Over several months of work, the team identified numerous improvements to optimize production flow and eliminate inefficiencies, including new layouts for assembly operations, better organization of assembly areas, relocation of critical phases of assembly, methods to improve team communications, optimized supply chain and material management, and introduction of standard work instructions.

“It was nice to see people not on the team trying to understand what we were doing,” Jack Cooper, business improvement manager and one of Bandit’s leaders of the efforts, told me during one of my plant visits. “The changes we’re making here are laying the groundwork for subsequent implementations for future improvements.”

Focused improvement team members and supporting personnel were unanimously bullish about their accomplishments:

  • “Turn-key parts were a big opportunity—for example, having a supplier execute a welding step rather than doing it in-house.” – Kunwar Gaurav Pratap Singh, supply chain engineer
  • “We learned a lot about how to protect people and the company.” – Brian Bloomquist, engineer and technical writer
  • “It was a real opportunity to bring standardization to the operation and make it more repeatable.” – David Hegenauer, quality engineer
  • “The demand is there because we’re the best in the world. We can’t forget why we’re here: to deliver for our customers.” – Ed Caspar, commercial plant manager
  • “We’ve always offered just what the customer wants, but we have to balance that with standardization.” – Will Smith, engineering manager

A unique aspect of the focused improvement team is that it had no managers directly involved, which raised some questions early on but delivered in the end.
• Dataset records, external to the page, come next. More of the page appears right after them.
//! The show library for the Arbor LED tree.
//!
//! Every show implements [`arbor_core::Show`] and owns its own seeded
//! random generator. [`Rotation`] builds them by name, in order, for the
//! frame driver.
//!
//! # Modules
//!
//! - [`branches`] -- Walker shows: outward, inward, waves, and bouncing fronts.
//! - [`fill`] -- Whole-tree fills: [`TreeTest`] and [`LightOneUp`].
//! - [`registry`] -- Name lookup and the [`Rotation`] show source.
//! - [`sparkles`] -- [`Sparkles`].
//! - [`waves`] -- Beat-driven waves: [`BackForth`], [`Pulse`], [`Ring`], [`Radar`].

pub mod branches;
pub mod fill;
pub mod registry;
pub mod sparkles;
pub mod waves;

pub use branches::{InOutBranches, InwardBranch, MultipleBranches, OutwardBranch};
pub use fill::{LightOneUp, TreeTest};
pub use registry::{RegistryError, Rotation, SHOW_NAMES, create_show};
pub use sparkles::Sparkles;
pub use waves::{BackForth, Pulse, Radar, Ring};
//! Beat-driven waves over segment position, radius, and angle.
//!
//! Each show keeps its own clock: the sum of the frame durations it has
//! returned. Beat helpers read that clock, so the animation is a pure
//! function of the seed and the frame count.

use core::f64::consts::{PI, TAU};
use std::time::Duration;

use arbor_core::helpers::{
    bpm_circle, bpm_wave, calc_packet, change_hue, min_dim, one_in, reasonable_bpm,
    reasonable_speed, up_or_down,
};
use arbor_core::{Show, ShowError};
use arbor_types::Hsv;
use arbor_types::color::{MIN_DIM, byte_clamp};
use arbor_world::PixelSpace;
use rand::Rng;
use rand::rngs::SmallRng;

/// A bright crest sweeping up and back down every segment.
#[derive(Debug, Clone)]
pub struct BackForth {
    rng: SmallRng,
    bpm: f64,
    hue: u8,
    elapsed: f64,
}

impl BackForth {
    /// Display name.
    pub const NAME: &'static str = "BackForth";

    const FRAME: Duration = Duration::from_millis(500);

    /// Create the show with a random tempo and hue.
    pub fn new(mut rng: SmallRng) -> Self {
        let bpm = f64::from(reasonable_bpm(&mut rng));
        let hue = rng.random();
        Self {
            rng,
            bpm,
            hue,
            elapsed: 0.0,
        }
    }
}

impl Show for BackForth {
    fn name(&self) -> &str {
        Self::NAME
    }

    fn next_frame(&mut self, space: &mut PixelSpace) -> Result<Duration, ShowError> {
        let wave = bpm_wave(self.bpm, self.elapsed);
        let span = f64::from(255_u8.saturating_sub(MIN_DIM));
        for pixel in space.pixels_mut() {
            let gap = (pixel.fraction() - wave).abs();
            let dimming = span * (1.0 + (gap * PI).sin()) / 2.0;
            pixel.set_color(Hsv::new(self.hue, 255, byte_clamp(255.0 - dimming)));
        }

        self.hue = change_hue(&mut self.rng, self.hue, 10);
        self.elapsed += Self::FRAME.as_secs_f64();
        Ok(Self::FRAME)
    }
}

/// Brightness waves rolling along every segment, occasionally reversing.
#[derive(Debug, Clone)]
pub struct Pulse {
    rng: SmallRng,
    bpm: f64,
    count: u32,
    reverse_count: u32,
    hue: u8,
    reverse: bool,
    elapsed: f64,
}

impl Pulse {
    /// Display name.
    pub const NAME: &'static str = "Pulse";

    const FRAME: Duration = Duration::from_millis(200);

    /// Create the show with a random tempo, hue, and reversal period.
    pub fn new(mut rng: SmallRng) -> Self {
        let bpm = f64::from(reasonable_bpm(&mut rng));
        let reverse_count = rng.random_range(100..=1000);
        let hue = rng.random();
        let reverse = rng.random_bool(0.5);
        Self {
            rng,
            bpm,
            count: 0,
            reverse_count,
            hue,
            reverse,
            elapsed: 0.0,
        }
    }
}

impl Show for Pulse {
    fn name(&self) -> &str {
        Self::NAME
    }

    fn next_frame(&mut self, space: &mut PixelSpace) -> Result<Duration, ShowError> {
        let circle = bpm_circle(self.bpm, self.elapsed);
        let wave = if self.reverse { 1.0 - circle } else { circle };
        for pixel in space.pixels_mut() {
            let phase = (pixel.fraction() + wave).rem_euclid(1.0);
            let value = 255.0 * (1.0 + (phase * PI).sin()) / 2.0;
            pixel.set_color(Hsv::new(self.hue, 255, byte_clamp(value)));
        }
        self.hue = change_hue(&mut self.rng, self.hue, 10);

        if self.count.checked_rem(self.reverse_count) == Some(0) {
            self.reverse = !self.reverse;
        }
        self.count = self.count.wrapping_add(1);
        self.elapsed += Self::FRAME.as_secs_f64();
        Ok(Self::FRAME)
    }
}

/// A ring expanding from (or collapsing to) the center once per beat.
#[derive(Debug, Clone)]
pub struct Ring {
    rng: SmallRng,
    bpm: f64,
    count: u32,
    /// Drawn at start but never consulted; the ring's direction is fixed
    /// for the life of the show.
    reverse_count: u32,
    hue: u8,
    reverse: bool,
    elapsed: f64,
}

impl Ring {
    /// Display name.
    pub const NAME: &'static str = "Ring";

    const FRAME: Duration = Duration::from_millis(200);

    /// Create the show with a random tempo, hue, and direction.
    pub fn new(mut rng: SmallRng) -> Self {
        let bpm = f64::from(reasonable_bpm(&mut rng));
        let reverse_count = reasonable_speed(&mut rng);
        let hue = rng.random();
        let reverse = rng.random_bool(0.5);
        Self {
            rng,
            bpm,
            count: 0,
            reverse_count,
            hue,
            reverse,
            elapsed: 0.0,
        }
    }

    /// Frames painted so far.
    pub const fn frames(&self) -> u32 {
        self.count
    }

    /// The reversal period drawn at start.
    pub const fn reverse_count(&self) -> u32 {
        self.reverse_count
    }
}

impl Show for Ring {
    fn name(&self) -> &str {
        Self::NAME
    }

    fn next_frame(&mut self, space: &mut PixelSpace) -> Result<Duration, ShowError> {
        let circle = bpm_circle(self.bpm, self.elapsed);
        let wave = if self.reverse { 1.0 - circle } else { circle };
        for pixel in space.pixels_mut() {
            let closeness = 1.0 - (pixel.distance() - wave).abs();
            let value = calc_packet(closeness, 1.0, 0.6, true);
            pixel.set_color(Hsv::new(self.hue, 255, value));
        }
        self.hue = change_hue(&mut self.rng, self.hue, 10);

        self.count = self.count.wrapping_add(1);
        self.elapsed += Self::FRAME.as_secs_f64();
        Ok(Self::FRAME)
    }
}

/// A sweeping beam rotating around the center, never fully dark.
#[derive(Debug, Clone)]
pub struct Radar {
    rng: SmallRng,
    freq: i32,
    count: u32,
    hue: u8,
}

impl Radar {
    /// Display name.
    pub const NAME: &'static str = "Radar";

    const FRAME: Duration = Duration::from_millis(100);

    /// Create the show with a random sweep rate and hue.
    pub fn new(mut rng: SmallRng) -> Self {
        let freq = rng.random_range(1..=4);
        let hue = rng.random();
        Self {
            rng,
            freq,
            count: 0,
            hue,
        }
    }

    /// Beam heading in `[0, 2π)`.
    fn beam(&self) -> f64 {
        TAU * f64::from(self.count % 360) / 360.0
    }
}

impl Show for Radar {
    fn name(&self) -> &str {
        Self::NAME
    }

    fn next_frame(&mut self, space: &mut PixelSpace) -> Result<Duration, ShowError> {
        let beam = self.beam();
        for pixel in space.pixels_mut() {
            let closeness = TAU - (beam - pixel.angle()).abs();
            let value = calc_packet(closeness, TAU, 0.5, true);
            pixel.set_color(Hsv::new(self.hue, 255, min_dim(value)));
        }
        self.hue = change_hue(&mut self.rng, self.hue, 10);

        if one_in(&mut self.rng, 50) {
            self.freq = up_or_down(&mut self.rng, self.freq, 1, 1, 4);
        }
        let step = u32::try_from(self.freq).unwrap_or(1);
        self.count = self.count.wrapping_add(step);
        Ok(Self::FRAME)
    }
}
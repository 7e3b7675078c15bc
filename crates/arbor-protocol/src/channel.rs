//! Channel framing.
//!
//! A [`ChannelModel`] is one logical display on a shared connection. Cell
//! updates are buffered with [`ChannelModel::set_cell`] and written as one
//! batch by [`ChannelModel::go`]: exactly one `<channel>X` line, then one
//! `<channel><cell>,<r>,<g>,<b>` line per buffered cell in unspecified order.
//! A second update to the same cell before `go` replaces the first.

use std::collections::BTreeMap;
use std::fmt::Display;

use arbor_types::Hsv;
use tracing::debug;

use crate::error::ProtocolError;
use crate::transport::Transport;

/// Buffers cell colors for one channel and frames them onto a transport.
#[derive(Debug)]
pub struct ChannelModel<T> {
    channel: String,
    transport: T,
    dirty: BTreeMap<String, Hsv>,
    echo: bool,
}

impl<T: Transport> ChannelModel<T> {
    /// Create a model addressing `channel` over `transport`.
    pub fn new(channel: impl Into<String>, transport: T) -> Self {
        Self {
            channel: channel.into(),
            transport,
            dirty: BTreeMap::new(),
            echo: false,
        }
    }

    /// Log every emitted line at `debug` level.
    #[must_use]
    pub fn with_echo(mut self, echo: bool) -> Self {
        self.echo = echo;
        self
    }

    /// The channel token prefixed to every line.
    pub fn channel(&self) -> &str {
        &self.channel
    }

    /// The underlying transport.
    pub const fn transport(&self) -> &T {
        &self.transport
    }

    /// The underlying transport, mutably.
    pub const fn transport_mut(&mut self) -> &mut T {
        &mut self.transport
    }

    /// Consume the model and return its transport.
    pub fn into_transport(self) -> T {
        self.transport
    }

    /// Number of cells waiting for the next [`go`](Self::go).
    pub fn pending(&self) -> usize {
        self.dirty.len()
    }

    /// Buffer a color for `cell`. Nothing is written until [`go`](Self::go).
    pub fn set_cell(&mut self, cell: impl Display, color: Hsv) {
        self.dirty.insert(cell.to_string(), color);
    }

    /// Write the frame start and every buffered cell, then flush.
    ///
    /// Returns the number of cell lines written.
    ///
    /// # Errors
    ///
    /// Returns [`ProtocolError`] on the first failed write. Cells not yet
    /// written are dropped with the rest of the frame.
    pub fn go(&mut self) -> Result<usize, ProtocolError> {
        let dirty = std::mem::take(&mut self.dirty);
        self.emit(&frame_start_line(&self.channel))?;
        for (cell, color) in &dirty {
            self.emit(&pixel_line(&self.channel, cell, *color))?;
        }
        self.transport.flush()?;
        Ok(dirty.len())
    }

    /// Send a morph delay, converting seconds to whole milliseconds.
    ///
    /// # Errors
    ///
    /// Returns [`ProtocolError`] if the write fails.
    pub fn send_delay(&mut self, seconds: f64) -> Result<(), ProtocolError> {
        self.emit(&delay_line(&self.channel, seconds))?;
        self.transport.flush()
    }

    /// Send a global intensity.
    ///
    /// # Errors
    ///
    /// Returns [`ProtocolError`] if the write fails.
    pub fn send_intensity(&mut self, intensity: u8) -> Result<(), ProtocolError> {
        self.emit(&intensity_line(&self.channel, intensity))?;
        self.transport.flush()
    }

    fn emit(&mut self, line: &str) -> Result<(), ProtocolError> {
        if self.echo {
            debug!(line, "tx");
        }
        self.transport.send_line(line)
    }
}

/// `<channel>X`
pub fn frame_start_line(channel: &str) -> String {
    format!("{channel}X")
}

/// `<channel><cell>,<r>,<g>,<b>` with the color converted to RGB.
pub fn pixel_line(channel: &str, cell: &str, color: Hsv) -> String {
    let rgb = color.to_rgb();
    format!("{channel}{cell},{},{},{}", rgb.red, rgb.green, rgb.blue)
}

/// `<channel>D<milliseconds>`; negative delays are sent as zero.
#[allow(clippy::cast_possible_truncation, clippy::cast_sign_loss)]
pub fn delay_line(channel: &str, seconds: f64) -> String {
    let millis = (seconds * 1000.0).max(0.0) as u64;
    format!("{channel}D{millis}")
}

/// `<channel>I<value>`
pub fn intensity_line(channel: &str, intensity: u8) -> String {
    format!("{channel}I{intensity}")
}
“I was a bit skeptical up front about the no management concept,” product manager Kyle Kimbell told me during my last visit. “But that got some guys to engage with the team who probably wouldn’t have otherwise.”

The results speak for themselves. With just the organizational changes the team has now implemented, throughput on machine assembly has more than doubled, increasing from an average of two machines per month to over four. Six miles of parts travel has already been eliminated, a reduction of 12%. And the team estimates that they’ve only realized 50% of their expected improvements, with the rest to follow as they complete their planned changes.
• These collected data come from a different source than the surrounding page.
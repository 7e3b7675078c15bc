//! Show lookup by name and the rotation that feeds the driver.

use arbor_core::{Show, ShowSource};
use arbor_world::PixelSpace;
use rand::SeedableRng;
use rand::rngs::SmallRng;
use tracing::debug;

use crate::branches::{InOutBranches, InwardBranch, MultipleBranches, OutwardBranch};
use crate::fill::{LightOneUp, TreeTest};
use crate::sparkles::Sparkles;
use crate::waves::{BackForth, Pulse, Radar, Ring};

/// Every show the library knows, in default rotation order.
pub const SHOW_NAMES: [&str; 11] = [
    TreeTest::NAME,
    LightOneUp::NAME,
    BackForth::NAME,
    Pulse::NAME,
    Ring::NAME,
    Radar::NAME,
    Sparkles::NAME,
    OutwardBranch::NAME,
    InwardBranch::NAME,
    MultipleBranches::NAME,
    InOutBranches::NAME,
];

/// Errors building a rotation.
#[derive(Debug, Clone, PartialEq, Eq, thiserror::Error)]
pub enum RegistryError {
    /// A configured show name matches nothing in the library.
    #[error("unknown show {name:?}")]
    UnknownShow {
        /// The name as configured.
        name: String,
    },
}

/// Build the show called `name` (case-insensitive) for `space`.
pub fn create_show(name: &str, space: &PixelSpace, rng: SmallRng) -> Option<Box<dyn Show>> {
    let canonical = canonical_name(name)?;
    let show: Box<dyn Show> = match canonical {
        TreeTest::NAME => Box::new(TreeTest::new(rng)),
        LightOneUp::NAME => Box::new(LightOneUp::new(rng)),
        BackForth::NAME => Box::new(BackForth::new(rng)),
        Pulse::NAME => Box::new(Pulse::new(rng)),
        Ring::NAME => Box::new(Ring::new(rng)),
        Radar::NAME => Box::new(Radar::new(rng)),
        Sparkles::NAME => Box::new(Sparkles::new(space, rng)),
        OutwardBranch::NAME => Box::new(OutwardBranch::new(space, rng)),
        InwardBranch::NAME => Box::new(InwardBranch::new(space, rng)),
        MultipleBranches::NAME => Box::new(MultipleBranches::new(space, rng)),
        InOutBranches::NAME => Box::new(InOutBranches::new(space, rng)),
        _ => return None,
    };
    Some(show)
}

fn canonical_name(name: &str) -> Option<&'static str> {
    SHOW_NAMES
        .iter()
        .copied()
        .find(|known| known.eq_ignore_ascii_case(name.trim()))
}

/// Cycles through a fixed list of shows forever, building each one fresh
/// with its own random generator.
#[derive(Debug, Clone)]
pub struct Rotation {
    names: Vec<&'static str>,
    position: usize,
    rng: SmallRng,
}

impl Rotation {
    /// A rotation over `names`, or over every known show if `names` is
    /// empty. With a `seed`, the whole run is reproducible.
    ///
    /// # Errors
    ///
    /// Returns [`RegistryError::UnknownShow`] for the first name that is not
    /// in the library.
    pub fn new(names: &[String], seed: Option<u64>) -> Result<Self, RegistryError> {
        let names = if names.is_empty() {
            SHOW_NAMES.to_vec()
        } else {
            names
                .iter()
                .map(|name| {
                    canonical_name(name).ok_or_else(|| RegistryError::UnknownShow {
                        name: name.clone(),
                    })
                })
                .collect::<Result<Vec<_>, _>>()?
        };
        let rng = match seed {
            Some(seed) => SmallRng::seed_from_u64(seed),
            None => SmallRng::from_rng(&mut rand::rng()),
        };
        Ok(Self {
            names,
            position: 0,
            rng,
        })
    }

    /// Show names in rotation order.
    pub fn names(&self) -> &[&'static str] {
        &self.names
    }
}

impl ShowSource for Rotation {
    fn next_show(&mut self, space: &PixelSpace) -> Option<Box<dyn Show>> {
        let name = self.names.get(self.position % self.names.len().max(1)).copied()?;
        self.position = self.position.wrapping_add(1);
        debug!(show = name, "building show");
        create_show(name, space, SmallRng::from_rng(&mut self.rng))
    }
}

#[cfg(test)]
#[allow(clippy::unwrap_used)]
mod tests {
    use arbor_types::TreeShape;

    use super::*;

    fn space() -> PixelSpace {
        PixelSpace::build(TreeShape::default()).unwrap()
    }

    #[test]
    fn every_name_builds_and_paints() {
        let mut space = space();
        for (index, name) in SHOW_NAMES.iter().enumerate() {
            let rng = SmallRng::seed_from_u64(index as u64);
            let mut show = create_show(name, &space, rng).unwrap();
            assert_eq!(show.name(), *name);
            show.start(&mut space);
            for _ in 0..5 {
                let frame = show.next_frame(&mut space).unwrap();
                assert!(!frame.is_zero());
            }
        }
    }

    #[test]
    fn lookup_ignores_case() {
        let space = space();
        let show = create_show("sparkles", &space, SmallRng::seed_from_u64(0)).unwrap();
        assert_eq!(show.name(), "Sparkles");
        assert!(create_show("Crosshair", &space, SmallRng::seed_from_u64(0)).is_none());
    }

    #[test]
    fn rotation_cycles_in_order() {
        let space = space();
        let names = vec!["Ring".to_owned(), "radar".to_owned()];
        let mut rotation = Rotation::new(&names, Some(9)).unwrap();
        assert_eq!(rotation.names(), &["Ring", "Radar"]);
        let order: Vec<String> = (0..5)
            .map(|_| rotation.next_show(&space).unwrap().name().to_owned())
            .collect();
        assert_eq!(order, vec!["Ring", "Radar", "Ring", "Radar", "Ring"]);
    }

    #[test]
    fn empty_rotation_means_everything() {
        let rotation = Rotation::new(&[], Some(1)).unwrap();
        assert_eq!(rotation.names().len(), SHOW_NAMES.len());
    }

    #[test]
    fn unknown_name_is_rejected() {
        let err = Rotation::new(&["Nope".to_owned()], None).unwrap_err();
        assert_eq!(
            err,
            RegistryError::UnknownShow {
                name: "Nope".to_owned()
            }
        );
    }
}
With all planned improvements along with recommended additional staffing, the team anticipates that output can be further increased to 115 per year, or nearly ten per month, pushing well past the initial goal of eight.

The group’s quick successes were no surprise to Davis. “The people here work very hard and take a lot of pride in what they do,” he told me. “We plan for their efforts to be the poster child for the whole company.”